Dataset entries:

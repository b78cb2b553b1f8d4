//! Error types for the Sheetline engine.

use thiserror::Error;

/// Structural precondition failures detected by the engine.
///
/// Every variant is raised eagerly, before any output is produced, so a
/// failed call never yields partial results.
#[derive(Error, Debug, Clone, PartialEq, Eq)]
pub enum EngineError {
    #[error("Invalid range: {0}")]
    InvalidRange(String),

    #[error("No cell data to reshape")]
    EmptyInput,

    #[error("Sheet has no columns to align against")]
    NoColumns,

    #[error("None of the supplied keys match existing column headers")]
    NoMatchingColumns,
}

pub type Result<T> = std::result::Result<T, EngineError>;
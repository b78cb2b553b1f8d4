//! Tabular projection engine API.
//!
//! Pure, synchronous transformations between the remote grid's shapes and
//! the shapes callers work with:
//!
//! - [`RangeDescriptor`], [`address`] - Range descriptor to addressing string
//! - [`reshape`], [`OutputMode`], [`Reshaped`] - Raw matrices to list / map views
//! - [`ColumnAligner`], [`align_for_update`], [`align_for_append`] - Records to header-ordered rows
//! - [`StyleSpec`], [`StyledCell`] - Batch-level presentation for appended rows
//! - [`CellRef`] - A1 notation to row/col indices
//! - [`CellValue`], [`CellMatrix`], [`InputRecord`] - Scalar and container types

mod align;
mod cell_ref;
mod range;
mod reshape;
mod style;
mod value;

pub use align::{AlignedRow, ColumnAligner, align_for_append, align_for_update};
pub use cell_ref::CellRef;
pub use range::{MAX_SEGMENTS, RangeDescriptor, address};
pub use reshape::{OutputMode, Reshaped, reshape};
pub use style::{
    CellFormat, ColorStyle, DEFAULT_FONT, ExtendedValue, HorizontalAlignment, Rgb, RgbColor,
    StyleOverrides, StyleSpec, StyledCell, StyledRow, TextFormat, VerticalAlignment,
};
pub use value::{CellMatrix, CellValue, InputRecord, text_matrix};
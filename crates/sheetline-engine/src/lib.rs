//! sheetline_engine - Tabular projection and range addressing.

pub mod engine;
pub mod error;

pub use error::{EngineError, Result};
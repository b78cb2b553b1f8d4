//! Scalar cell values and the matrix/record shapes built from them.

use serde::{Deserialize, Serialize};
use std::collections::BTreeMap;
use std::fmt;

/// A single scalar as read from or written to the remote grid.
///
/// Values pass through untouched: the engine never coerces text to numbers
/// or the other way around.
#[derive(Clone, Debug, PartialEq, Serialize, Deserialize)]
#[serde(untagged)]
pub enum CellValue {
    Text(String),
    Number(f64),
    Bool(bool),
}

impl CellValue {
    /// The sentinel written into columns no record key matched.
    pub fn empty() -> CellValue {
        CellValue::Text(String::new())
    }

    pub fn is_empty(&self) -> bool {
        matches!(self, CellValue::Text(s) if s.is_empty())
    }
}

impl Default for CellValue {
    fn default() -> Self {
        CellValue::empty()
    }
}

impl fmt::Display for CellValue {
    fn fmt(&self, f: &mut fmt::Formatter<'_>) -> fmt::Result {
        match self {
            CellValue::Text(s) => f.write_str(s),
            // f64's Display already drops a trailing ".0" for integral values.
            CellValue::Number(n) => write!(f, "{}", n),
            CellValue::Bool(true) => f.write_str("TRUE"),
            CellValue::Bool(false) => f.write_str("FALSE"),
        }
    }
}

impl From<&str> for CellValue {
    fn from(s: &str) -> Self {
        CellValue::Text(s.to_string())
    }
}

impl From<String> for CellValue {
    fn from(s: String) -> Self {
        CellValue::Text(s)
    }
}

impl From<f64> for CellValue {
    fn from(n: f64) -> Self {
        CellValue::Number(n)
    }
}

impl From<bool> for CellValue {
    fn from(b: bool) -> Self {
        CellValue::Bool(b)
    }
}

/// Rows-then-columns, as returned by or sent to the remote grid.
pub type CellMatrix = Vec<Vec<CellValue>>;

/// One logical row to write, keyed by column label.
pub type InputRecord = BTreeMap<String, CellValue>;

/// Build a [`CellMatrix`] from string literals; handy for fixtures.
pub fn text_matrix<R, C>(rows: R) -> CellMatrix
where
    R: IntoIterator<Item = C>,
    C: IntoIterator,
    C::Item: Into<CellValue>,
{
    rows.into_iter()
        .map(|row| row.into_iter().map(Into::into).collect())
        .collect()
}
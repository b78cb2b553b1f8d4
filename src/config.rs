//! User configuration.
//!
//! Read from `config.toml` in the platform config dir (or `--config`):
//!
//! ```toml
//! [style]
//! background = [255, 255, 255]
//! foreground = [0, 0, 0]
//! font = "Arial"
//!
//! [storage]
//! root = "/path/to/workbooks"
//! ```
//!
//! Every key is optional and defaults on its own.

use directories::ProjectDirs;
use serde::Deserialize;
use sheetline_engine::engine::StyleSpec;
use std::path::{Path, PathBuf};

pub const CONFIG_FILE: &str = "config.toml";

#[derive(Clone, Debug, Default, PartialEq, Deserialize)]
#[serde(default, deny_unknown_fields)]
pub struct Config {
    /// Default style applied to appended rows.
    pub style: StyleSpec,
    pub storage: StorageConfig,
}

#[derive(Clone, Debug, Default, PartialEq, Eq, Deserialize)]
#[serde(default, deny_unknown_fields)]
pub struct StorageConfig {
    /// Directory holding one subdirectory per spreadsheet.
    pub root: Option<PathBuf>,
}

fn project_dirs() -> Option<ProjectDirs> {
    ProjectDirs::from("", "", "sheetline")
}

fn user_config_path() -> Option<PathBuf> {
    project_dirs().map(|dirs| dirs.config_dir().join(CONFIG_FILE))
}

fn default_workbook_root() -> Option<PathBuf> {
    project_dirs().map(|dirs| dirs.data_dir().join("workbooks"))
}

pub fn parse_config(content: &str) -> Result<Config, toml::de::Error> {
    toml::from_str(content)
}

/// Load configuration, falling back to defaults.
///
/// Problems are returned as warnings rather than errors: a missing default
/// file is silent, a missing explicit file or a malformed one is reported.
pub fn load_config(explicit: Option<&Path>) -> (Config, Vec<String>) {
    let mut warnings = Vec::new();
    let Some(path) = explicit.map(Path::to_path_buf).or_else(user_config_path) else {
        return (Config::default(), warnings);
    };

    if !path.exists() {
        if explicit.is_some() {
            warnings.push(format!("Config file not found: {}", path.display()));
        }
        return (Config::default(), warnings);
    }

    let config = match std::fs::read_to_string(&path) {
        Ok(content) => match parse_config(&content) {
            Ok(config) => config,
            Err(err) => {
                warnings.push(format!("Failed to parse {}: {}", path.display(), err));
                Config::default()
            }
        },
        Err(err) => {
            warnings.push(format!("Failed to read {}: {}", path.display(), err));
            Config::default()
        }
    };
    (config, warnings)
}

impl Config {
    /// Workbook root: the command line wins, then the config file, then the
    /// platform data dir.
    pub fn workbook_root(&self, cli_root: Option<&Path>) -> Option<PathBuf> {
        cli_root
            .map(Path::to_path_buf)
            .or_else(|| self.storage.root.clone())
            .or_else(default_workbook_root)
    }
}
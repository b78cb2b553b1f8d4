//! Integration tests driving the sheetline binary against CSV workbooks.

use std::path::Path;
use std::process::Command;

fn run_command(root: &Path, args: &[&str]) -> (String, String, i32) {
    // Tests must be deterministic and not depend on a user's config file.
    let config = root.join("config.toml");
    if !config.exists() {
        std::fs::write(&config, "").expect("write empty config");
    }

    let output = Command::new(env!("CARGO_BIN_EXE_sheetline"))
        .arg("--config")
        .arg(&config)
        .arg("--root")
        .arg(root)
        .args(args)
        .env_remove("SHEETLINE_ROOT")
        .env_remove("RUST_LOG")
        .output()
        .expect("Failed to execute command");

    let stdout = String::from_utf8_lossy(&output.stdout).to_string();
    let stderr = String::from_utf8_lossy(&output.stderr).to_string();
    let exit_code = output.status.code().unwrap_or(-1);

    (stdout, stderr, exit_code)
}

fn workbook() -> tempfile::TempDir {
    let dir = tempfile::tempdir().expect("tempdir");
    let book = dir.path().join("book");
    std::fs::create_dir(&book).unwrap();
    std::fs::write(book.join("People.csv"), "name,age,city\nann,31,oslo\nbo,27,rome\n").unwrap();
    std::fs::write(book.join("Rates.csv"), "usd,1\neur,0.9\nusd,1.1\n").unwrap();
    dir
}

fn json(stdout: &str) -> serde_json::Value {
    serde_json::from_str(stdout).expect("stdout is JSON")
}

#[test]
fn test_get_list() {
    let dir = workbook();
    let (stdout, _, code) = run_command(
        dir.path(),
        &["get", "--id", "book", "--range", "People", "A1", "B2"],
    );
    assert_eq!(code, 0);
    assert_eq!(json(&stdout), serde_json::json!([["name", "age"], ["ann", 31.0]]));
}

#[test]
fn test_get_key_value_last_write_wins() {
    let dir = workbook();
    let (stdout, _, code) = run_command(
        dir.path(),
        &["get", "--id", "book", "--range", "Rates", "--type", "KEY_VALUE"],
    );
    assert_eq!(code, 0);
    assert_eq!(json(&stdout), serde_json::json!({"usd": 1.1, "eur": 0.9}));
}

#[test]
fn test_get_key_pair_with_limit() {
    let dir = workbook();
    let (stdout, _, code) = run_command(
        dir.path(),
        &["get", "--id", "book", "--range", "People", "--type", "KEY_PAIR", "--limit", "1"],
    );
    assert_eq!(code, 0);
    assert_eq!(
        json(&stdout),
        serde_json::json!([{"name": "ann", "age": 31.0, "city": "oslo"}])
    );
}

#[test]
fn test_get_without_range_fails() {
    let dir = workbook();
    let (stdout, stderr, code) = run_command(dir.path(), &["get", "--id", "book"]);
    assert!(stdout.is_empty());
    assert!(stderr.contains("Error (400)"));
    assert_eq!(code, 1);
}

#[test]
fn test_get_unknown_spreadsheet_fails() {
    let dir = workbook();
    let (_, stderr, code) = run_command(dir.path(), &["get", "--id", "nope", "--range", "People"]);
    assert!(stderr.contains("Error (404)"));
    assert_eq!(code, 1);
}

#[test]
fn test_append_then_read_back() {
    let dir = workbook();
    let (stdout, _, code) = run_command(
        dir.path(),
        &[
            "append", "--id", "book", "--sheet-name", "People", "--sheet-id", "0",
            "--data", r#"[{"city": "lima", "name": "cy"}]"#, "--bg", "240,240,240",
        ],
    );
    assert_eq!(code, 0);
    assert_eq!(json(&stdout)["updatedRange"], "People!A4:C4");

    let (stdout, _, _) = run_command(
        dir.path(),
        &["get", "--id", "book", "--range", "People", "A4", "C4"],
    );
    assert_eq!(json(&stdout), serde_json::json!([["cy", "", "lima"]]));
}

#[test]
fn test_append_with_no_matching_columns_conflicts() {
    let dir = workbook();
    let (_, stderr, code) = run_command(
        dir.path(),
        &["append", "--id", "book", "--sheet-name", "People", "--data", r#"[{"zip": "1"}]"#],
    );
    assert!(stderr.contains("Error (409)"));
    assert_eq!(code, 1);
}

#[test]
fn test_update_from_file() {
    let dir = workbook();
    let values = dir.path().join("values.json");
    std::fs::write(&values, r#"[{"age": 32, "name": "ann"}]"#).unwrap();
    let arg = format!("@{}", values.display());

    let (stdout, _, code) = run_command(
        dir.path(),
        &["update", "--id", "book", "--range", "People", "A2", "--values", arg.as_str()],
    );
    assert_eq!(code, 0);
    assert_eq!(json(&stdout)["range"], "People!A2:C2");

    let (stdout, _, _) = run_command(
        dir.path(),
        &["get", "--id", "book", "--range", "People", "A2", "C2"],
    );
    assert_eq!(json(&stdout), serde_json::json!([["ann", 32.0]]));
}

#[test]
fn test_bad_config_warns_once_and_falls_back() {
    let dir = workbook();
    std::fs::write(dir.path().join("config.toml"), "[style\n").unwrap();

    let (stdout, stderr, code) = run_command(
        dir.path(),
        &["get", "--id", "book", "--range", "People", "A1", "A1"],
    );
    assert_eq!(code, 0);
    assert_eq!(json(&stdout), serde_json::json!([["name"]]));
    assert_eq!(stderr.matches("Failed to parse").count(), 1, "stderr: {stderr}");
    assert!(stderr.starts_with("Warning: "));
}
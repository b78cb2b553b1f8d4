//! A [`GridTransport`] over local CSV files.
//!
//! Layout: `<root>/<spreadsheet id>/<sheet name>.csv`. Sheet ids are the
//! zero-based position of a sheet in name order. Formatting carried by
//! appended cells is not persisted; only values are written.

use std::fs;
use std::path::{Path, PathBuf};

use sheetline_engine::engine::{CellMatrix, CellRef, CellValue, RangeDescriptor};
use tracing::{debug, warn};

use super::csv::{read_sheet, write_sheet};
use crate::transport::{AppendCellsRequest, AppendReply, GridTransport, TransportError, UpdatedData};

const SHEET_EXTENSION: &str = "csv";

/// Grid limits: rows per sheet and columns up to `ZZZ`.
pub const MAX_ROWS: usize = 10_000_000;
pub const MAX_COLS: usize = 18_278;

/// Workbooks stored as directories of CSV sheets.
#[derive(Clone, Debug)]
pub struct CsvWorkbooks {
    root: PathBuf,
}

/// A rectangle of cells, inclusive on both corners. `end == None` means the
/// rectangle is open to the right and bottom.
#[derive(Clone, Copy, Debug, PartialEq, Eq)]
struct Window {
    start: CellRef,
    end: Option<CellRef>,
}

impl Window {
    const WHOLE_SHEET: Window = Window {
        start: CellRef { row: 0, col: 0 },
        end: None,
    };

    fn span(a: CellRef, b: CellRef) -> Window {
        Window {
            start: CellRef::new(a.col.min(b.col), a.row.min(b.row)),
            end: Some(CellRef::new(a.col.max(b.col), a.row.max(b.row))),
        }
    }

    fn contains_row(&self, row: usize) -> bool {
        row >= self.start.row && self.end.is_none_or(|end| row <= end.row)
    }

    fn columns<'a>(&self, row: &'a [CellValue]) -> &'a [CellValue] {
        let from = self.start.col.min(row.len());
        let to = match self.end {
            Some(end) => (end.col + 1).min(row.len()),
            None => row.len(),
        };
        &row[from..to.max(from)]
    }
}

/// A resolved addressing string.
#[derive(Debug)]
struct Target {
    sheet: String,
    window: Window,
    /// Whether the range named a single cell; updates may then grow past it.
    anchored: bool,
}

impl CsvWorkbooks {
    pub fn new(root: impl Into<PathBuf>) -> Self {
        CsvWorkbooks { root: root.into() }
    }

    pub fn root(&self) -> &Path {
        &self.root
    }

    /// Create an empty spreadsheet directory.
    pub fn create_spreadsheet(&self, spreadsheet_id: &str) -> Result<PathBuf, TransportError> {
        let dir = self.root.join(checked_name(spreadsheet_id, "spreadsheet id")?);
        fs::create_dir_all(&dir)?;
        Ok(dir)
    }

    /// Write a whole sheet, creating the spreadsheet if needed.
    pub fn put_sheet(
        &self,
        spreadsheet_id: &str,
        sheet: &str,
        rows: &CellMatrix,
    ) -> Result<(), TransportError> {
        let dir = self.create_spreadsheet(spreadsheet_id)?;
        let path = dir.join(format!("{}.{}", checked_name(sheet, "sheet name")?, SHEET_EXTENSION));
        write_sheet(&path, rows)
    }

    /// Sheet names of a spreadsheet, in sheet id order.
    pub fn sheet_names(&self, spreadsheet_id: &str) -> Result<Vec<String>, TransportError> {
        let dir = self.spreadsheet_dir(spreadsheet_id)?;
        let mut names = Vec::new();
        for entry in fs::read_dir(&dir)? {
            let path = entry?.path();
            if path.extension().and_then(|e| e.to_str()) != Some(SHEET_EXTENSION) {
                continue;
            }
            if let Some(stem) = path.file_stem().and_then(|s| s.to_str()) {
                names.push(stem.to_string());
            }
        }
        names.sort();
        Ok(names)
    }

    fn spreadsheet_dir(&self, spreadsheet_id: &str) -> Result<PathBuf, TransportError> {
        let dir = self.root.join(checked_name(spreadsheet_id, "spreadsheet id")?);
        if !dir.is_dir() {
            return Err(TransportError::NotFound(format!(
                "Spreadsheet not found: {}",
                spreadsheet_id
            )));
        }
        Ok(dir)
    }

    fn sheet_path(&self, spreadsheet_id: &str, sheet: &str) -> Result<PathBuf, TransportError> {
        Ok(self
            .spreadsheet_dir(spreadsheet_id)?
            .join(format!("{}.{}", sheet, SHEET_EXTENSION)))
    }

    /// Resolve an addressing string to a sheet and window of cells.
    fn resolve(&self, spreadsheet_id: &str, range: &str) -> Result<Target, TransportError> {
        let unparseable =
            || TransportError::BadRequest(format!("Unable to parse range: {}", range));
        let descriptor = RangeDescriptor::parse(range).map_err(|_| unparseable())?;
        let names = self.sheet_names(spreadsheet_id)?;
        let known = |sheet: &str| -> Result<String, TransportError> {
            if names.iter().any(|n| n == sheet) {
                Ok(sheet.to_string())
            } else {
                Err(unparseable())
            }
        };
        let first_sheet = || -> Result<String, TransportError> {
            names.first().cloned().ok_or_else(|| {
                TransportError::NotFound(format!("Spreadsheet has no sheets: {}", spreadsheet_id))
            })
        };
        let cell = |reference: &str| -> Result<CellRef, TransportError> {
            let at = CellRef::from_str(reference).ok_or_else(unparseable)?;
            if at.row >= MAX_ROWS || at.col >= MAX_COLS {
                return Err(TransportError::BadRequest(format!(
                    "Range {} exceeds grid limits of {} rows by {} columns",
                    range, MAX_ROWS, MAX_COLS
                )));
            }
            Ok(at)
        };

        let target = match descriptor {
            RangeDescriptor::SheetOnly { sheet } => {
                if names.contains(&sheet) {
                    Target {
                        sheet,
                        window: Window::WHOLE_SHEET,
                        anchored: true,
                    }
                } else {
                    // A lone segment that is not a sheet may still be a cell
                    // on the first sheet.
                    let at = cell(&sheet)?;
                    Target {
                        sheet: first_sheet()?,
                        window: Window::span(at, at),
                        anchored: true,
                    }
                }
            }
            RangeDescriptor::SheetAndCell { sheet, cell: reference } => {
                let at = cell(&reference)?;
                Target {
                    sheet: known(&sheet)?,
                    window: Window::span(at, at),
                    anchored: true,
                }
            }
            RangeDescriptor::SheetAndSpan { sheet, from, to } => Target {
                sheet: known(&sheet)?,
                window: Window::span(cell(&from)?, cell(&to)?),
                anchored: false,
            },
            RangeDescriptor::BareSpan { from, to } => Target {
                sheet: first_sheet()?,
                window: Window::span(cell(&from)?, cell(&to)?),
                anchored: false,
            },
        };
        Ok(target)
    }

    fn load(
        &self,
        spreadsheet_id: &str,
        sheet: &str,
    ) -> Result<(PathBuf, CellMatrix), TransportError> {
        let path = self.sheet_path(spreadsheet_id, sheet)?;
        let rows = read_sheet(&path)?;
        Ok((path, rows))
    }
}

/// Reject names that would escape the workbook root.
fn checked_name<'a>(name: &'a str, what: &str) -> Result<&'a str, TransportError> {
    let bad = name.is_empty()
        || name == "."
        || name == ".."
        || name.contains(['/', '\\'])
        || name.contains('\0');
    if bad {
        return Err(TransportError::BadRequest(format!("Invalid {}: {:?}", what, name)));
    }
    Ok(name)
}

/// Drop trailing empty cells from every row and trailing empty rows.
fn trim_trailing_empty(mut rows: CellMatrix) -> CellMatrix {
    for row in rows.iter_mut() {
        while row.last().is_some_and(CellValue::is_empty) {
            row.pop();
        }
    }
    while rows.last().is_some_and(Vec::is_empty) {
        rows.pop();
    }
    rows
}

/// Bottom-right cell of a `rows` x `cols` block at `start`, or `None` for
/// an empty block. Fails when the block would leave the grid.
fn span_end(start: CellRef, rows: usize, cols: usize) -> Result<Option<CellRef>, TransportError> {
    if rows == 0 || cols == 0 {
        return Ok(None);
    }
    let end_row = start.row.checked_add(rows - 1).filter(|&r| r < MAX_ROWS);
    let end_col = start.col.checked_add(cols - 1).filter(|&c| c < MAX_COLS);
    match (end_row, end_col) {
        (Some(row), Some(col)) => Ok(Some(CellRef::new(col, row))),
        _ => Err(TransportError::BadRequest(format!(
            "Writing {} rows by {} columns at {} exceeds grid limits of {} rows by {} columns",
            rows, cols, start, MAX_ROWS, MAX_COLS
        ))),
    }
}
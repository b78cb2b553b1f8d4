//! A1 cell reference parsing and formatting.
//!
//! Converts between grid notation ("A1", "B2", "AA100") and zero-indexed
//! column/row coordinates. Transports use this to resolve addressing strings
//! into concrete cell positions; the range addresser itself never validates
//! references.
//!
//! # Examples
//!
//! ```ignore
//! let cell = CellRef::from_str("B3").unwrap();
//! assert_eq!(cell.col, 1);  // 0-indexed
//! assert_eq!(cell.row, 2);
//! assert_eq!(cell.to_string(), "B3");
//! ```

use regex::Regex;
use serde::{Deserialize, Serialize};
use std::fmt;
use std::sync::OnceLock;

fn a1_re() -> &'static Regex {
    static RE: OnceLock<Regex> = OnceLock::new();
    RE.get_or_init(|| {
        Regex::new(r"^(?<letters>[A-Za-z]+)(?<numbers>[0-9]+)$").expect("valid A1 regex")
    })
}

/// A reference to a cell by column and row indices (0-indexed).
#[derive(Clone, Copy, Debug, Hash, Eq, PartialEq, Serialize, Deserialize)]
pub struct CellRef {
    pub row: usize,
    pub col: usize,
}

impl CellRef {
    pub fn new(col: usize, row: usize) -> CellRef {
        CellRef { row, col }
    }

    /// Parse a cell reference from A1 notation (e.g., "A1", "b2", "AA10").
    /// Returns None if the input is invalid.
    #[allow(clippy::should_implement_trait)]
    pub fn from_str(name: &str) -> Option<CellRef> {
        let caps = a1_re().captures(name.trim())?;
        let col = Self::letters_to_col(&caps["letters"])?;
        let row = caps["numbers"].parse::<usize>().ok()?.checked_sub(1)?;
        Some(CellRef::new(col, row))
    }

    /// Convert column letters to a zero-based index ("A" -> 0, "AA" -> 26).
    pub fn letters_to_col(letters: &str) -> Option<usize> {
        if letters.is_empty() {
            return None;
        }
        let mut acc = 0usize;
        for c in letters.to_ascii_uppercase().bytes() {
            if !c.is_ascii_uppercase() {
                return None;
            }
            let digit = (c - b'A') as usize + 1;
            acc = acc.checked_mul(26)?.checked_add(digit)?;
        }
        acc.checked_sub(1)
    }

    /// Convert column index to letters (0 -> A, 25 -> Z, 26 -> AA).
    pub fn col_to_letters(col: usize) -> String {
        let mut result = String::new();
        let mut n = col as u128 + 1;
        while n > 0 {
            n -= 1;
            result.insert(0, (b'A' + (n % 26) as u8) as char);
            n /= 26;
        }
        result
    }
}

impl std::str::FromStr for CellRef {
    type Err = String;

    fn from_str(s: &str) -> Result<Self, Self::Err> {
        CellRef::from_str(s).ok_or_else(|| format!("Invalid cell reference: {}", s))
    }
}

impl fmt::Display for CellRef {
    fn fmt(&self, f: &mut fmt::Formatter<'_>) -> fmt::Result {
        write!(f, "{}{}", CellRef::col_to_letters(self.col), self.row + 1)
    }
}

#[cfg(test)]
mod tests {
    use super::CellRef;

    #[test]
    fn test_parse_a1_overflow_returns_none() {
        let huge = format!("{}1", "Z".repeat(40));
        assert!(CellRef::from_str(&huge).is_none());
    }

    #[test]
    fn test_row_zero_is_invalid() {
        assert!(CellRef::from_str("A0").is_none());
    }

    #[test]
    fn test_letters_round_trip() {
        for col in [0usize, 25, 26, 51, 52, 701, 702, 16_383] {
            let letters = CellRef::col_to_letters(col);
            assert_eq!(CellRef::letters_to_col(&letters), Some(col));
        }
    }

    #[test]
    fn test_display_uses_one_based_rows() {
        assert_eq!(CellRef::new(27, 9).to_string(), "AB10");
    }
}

# What to produce
Scan the entries and show every line in which the word "shapes" is found.

# Solution to the exercise
//! Pure, synchronous transformations between the remote grid's shapes and
//! the shapes callers work with:
//! Scalar cell values and the matrix/record shapes built from them.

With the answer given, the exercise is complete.